(EXTRACTED RECORDS begins)

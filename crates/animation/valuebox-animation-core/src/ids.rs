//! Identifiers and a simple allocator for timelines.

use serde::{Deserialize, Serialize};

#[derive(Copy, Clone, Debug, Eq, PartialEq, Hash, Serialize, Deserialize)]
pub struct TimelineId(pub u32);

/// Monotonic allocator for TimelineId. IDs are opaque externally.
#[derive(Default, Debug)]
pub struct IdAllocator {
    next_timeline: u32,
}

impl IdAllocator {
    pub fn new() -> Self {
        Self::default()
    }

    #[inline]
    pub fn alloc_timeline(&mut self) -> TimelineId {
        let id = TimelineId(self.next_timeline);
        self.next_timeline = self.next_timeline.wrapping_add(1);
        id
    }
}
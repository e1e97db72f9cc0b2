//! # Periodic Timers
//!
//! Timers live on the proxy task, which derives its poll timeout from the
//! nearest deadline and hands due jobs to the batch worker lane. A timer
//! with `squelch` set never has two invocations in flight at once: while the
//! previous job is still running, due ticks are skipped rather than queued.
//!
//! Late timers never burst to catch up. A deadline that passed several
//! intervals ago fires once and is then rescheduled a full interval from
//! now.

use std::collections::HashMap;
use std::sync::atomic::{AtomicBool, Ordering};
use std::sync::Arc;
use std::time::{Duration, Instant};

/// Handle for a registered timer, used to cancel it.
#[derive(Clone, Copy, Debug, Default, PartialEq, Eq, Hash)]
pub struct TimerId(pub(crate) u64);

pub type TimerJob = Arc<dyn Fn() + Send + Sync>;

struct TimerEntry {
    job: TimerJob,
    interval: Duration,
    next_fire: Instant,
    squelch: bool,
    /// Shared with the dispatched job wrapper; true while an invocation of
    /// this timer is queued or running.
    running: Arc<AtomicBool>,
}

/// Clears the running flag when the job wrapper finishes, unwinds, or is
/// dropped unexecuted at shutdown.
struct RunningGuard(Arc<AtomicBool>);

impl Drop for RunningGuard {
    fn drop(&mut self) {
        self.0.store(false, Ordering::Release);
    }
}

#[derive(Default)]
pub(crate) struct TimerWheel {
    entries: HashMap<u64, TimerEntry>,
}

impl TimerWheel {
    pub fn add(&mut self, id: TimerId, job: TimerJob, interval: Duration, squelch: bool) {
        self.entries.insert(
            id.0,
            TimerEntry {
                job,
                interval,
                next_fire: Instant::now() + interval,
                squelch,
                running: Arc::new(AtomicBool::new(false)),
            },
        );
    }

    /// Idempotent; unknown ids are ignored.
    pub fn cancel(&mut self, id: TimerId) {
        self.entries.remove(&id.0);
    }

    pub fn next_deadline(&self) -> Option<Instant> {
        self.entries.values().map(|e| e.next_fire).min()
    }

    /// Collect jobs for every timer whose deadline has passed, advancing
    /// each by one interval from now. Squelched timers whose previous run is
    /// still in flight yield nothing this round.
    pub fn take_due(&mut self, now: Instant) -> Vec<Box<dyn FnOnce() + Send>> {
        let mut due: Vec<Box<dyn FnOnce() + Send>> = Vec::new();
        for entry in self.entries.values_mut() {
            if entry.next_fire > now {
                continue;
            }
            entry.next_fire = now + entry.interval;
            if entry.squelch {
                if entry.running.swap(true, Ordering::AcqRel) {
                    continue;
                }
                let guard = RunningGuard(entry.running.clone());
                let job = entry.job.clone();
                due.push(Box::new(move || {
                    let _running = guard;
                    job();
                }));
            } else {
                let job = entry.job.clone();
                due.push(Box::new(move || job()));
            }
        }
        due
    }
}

(EXTRACTED RECORDS ends)

WORK TASK: Search the data above for the string "TimerJob" and report each line that holds it.

TASK RESPONSE:
pub type TimerJob = Arc<dyn Fn() + Send + Sync>;
    job: TimerJob,
    pub fn add(&mut self, id: TimerId, job: TimerJob, interval: Duration, squelch: bool) {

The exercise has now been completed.